WORK INSTRUCTION => Return every line from the records below that has the word "path".

==== EXCERPTED DATA ====

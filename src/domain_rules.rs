//! Domain Rules
//!
//! Business-schema knowledge that string similarity cannot recover: which
//! deduction table a percentage column belongs to, and which tables are
//! expected to own which columns. Loaded from JSON; the default is the demo
//! financial schema (fact_sales_monthly, pre/post invoice deductions, ...).

use crate::error::{MendError, Result};
use serde::{Deserialize, Serialize};
use std::path::Path;

/// Exact rewrite for one known-bad `alias.column` reference.
#[derive(Debug, Clone, PartialEq, Eq, Serialize, Deserialize)]
pub struct ColumnMapping {
    /// Failing reference, e.g. `fpid.discounts_pct`
    pub reference: String,
    /// Replacement reference, e.g. `fpid2.discounts_pct`
    pub target: String,
    /// Wrap the replacement in the NULL-coalescing function
    #[serde(default)]
    pub null_safe: bool,
}

impl ColumnMapping {
    pub fn target_alias(&self) -> &str {
        self.target.split('.').next().unwrap_or(&self.target)
    }
}

/// Generalised move of a column family from one table kind to another,
/// e.g. discount columns found under the pre-invoice alias belong on the
/// post-invoice alias.
#[derive(Debug, Clone, PartialEq, Eq, Serialize, Deserialize)]
pub struct RetargetRule {
    pub name: String,
    /// Substring of the failing alias's table name
    pub from_table: String,
    /// Substring of the table name the column should move to
    pub to_table: String,
    /// Column must contain one of these
    pub column_terms: Vec<String>,
    /// ...and none of these
    #[serde(default)]
    pub exclude_terms: Vec<String>,
    #[serde(default = "default_true")]
    pub null_safe: bool,
}

fn default_true() -> bool {
    true
}

impl RetargetRule {
    pub fn applies_to_column(&self, column: &str) -> bool {
        let column = column.to_lowercase();
        self.column_terms.iter().any(|t| column.contains(&t.to_lowercase()))
            && !self.exclude_terms.iter().any(|t| column.contains(&t.to_lowercase()))
    }
}

/// Columns a table (or table-name pattern) is known to own.
#[derive(Debug, Clone, PartialEq, Eq, Serialize, Deserialize)]
pub struct TableAffinity {
    pub table: String,
    pub columns: Vec<String>,
}

impl TableAffinity {
    fn owns(&self, column: &str) -> bool {
        self.columns.iter().any(|c| c.eq_ignore_ascii_case(column))
    }
}

#[derive(Debug, Clone, PartialEq, Serialize, Deserialize)]
pub struct DomainRules {
    /// NULL-coalescing function of the target dialect
    #[serde(default = "default_null_function")]
    pub null_function: String,
    #[serde(default)]
    pub column_mappings: Vec<ColumnMapping>,
    #[serde(default)]
    pub retarget_rules: Vec<RetargetRule>,
    /// Matched by exact name first, then by containment in either direction
    #[serde(default)]
    pub table_affinities: Vec<TableAffinity>,
    /// Matched when the table name contains `table`
    #[serde(default)]
    pub keyword_affinities: Vec<TableAffinity>,
}

fn default_null_function() -> String {
    "IFNULL".to_string()
}

impl DomainRules {
    /// No domain knowledge at all.
    pub fn empty() -> Self {
        Self {
            null_function: default_null_function(),
            column_mappings: Vec::new(),
            retarget_rules: Vec::new(),
            table_affinities: Vec::new(),
            keyword_affinities: Vec::new(),
        }
    }

    pub fn load(path: impl AsRef<Path>) -> Result<Self> {
        let path = path.as_ref();
        let content = std::fs::read_to_string(path)
            .map_err(|e| MendError::Config(format!("Failed to read {}: {}", path.display(), e)))?;
        serde_json::from_str(&content)
            .map_err(|e| MendError::Config(format!("Failed to parse {}: {}", path.display(), e)))
    }

    /// `IFNULL(expr, 0)` in the configured dialect.
    pub fn coalesce(&self, expr: &str) -> String {
        format!("{}({}, 0)", self.null_function, expr)
    }

    pub fn mapping_for(&self, reference: &str) -> Option<&ColumnMapping> {
        self.column_mappings
            .iter()
            .find(|m| m.reference.eq_ignore_ascii_case(reference))
    }

    /// Whether `table` is expected to own `column`.
    pub fn owns_column(&self, table: &str, column: &str) -> bool {
        let table = crate::aliases::strip_qualifier(table).to_lowercase();

        if let Some(exact) = self
            .table_affinities
            .iter()
            .find(|a| a.table.eq_ignore_ascii_case(&table))
        {
            return exact.owns(column);
        }

        let partial = self.table_affinities.iter().any(|a| {
            let pattern = a.table.to_lowercase();
            (pattern.contains(&table) || table.contains(&pattern)) && a.owns(column)
        });
        if partial {
            return true;
        }

        self.keyword_affinities
            .iter()
            .any(|a| table.contains(&a.table.to_lowercase()) && a.owns(column))
    }
}

impl Default for DomainRules {
    fn default() -> Self {
        let mapping = |reference: &str, target: &str, null_safe: bool| ColumnMapping {
            reference: reference.to_string(),
            target: target.to_string(),
            null_safe,
        };
        let affinity = |table: &str, columns: &[&str]| TableAffinity {
            table: table.to_string(),
            columns: columns.iter().map(|c| c.to_string()).collect(),
        };
        let terms = |t: &[&str]| t.iter().map(|s| s.to_string()).collect::<Vec<_>>();

        Self {
            null_function: default_null_function(),
            column_mappings: vec![
                mapping("fpid.discounts_pct", "fpid2.discounts_pct", true),
                mapping("fpid.other_deductions_pct", "fpid2.other_deductions_pct", true),
                mapping("fpid.post_invoice_discount_pct", "fpid2.post_invoice_discount_pct", true),
                mapping("fpid.freight_pct", "fpid2.freight_pct", true),
                mapping("fpid2.pre_invoice_discount_pct", "fpid.pre_invoice_discount_pct", true),
                mapping("fp.product_code", "fs.product_code", false),
                mapping("fp.customer_code", "fs.customer_code", false),
                mapping("fp.date", "fs.date", false),
                mapping("fc.product_code", "fs.product_code", false),
                mapping("fc.customer_code", "fs.customer_code", false),
            ],
            retarget_rules: vec![
                RetargetRule {
                    name: "post-invoice deduction".to_string(),
                    from_table: "pre_invoice".to_string(),
                    to_table: "post_invoice".to_string(),
                    column_terms: terms(&["discount", "deduction", "freight"]),
                    exclude_terms: terms(&["pre_invoice"]),
                    null_safe: true,
                },
                RetargetRule {
                    name: "pre-invoice deduction".to_string(),
                    from_table: "post_invoice".to_string(),
                    to_table: "pre_invoice".to_string(),
                    column_terms: terms(&["pre_invoice"]),
                    exclude_terms: Vec::new(),
                    null_safe: true,
                },
            ],
            table_affinities: vec![
                affinity("fact_sales_monthly", &["product_code", "customer_code", "date", "sold_quantity"]),
                affinity("fact_gross_price", &["product_code", "fiscal_year", "gross_price"]),
                affinity("fact_manufacturing_cost", &["product_code", "cost_year", "manufacturing_cost"]),
                affinity("fact_pre_invoice_deductions", &["customer_code", "fiscal_year", "pre_invoice_discount_pct"]),
                affinity(
                    "fact_post_invoice_deductions",
                    &["customer_code", "product_code", "date", "discounts_pct", "other_deductions_pct"],
                ),
                affinity("dim_product", &["product_code", "product", "variant", "category", "segment"]),
                affinity("dim_customer", &["customer_code", "customer", "platform", "channel"]),
            ],
            keyword_affinities: vec![
                affinity("sales", &["product_code", "customer_code", "date", "quantity"]),
                affinity("price", &["product_code", "price", "fiscal_year"]),
                affinity("cost", &["product_code", "cost", "cost_year"]),
                affinity("deduction", &["customer_code", "product_code", "discount", "deduction"]),
            ],
        }
    }
}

====

ANSWER TO THIS TASK =>
use std::path::Path;
    pub fn load(path: impl AsRef<Path>) -> Result<Self> {
        let path = path.as_ref();
        let content = std::fs::read_to_string(path)
            .map_err(|e| MendError::Config(format!("Failed to read {}: {}", path.display(), e)))?;
            .map_err(|e| MendError::Config(format!("Failed to parse {}: {}", path.display(), e)))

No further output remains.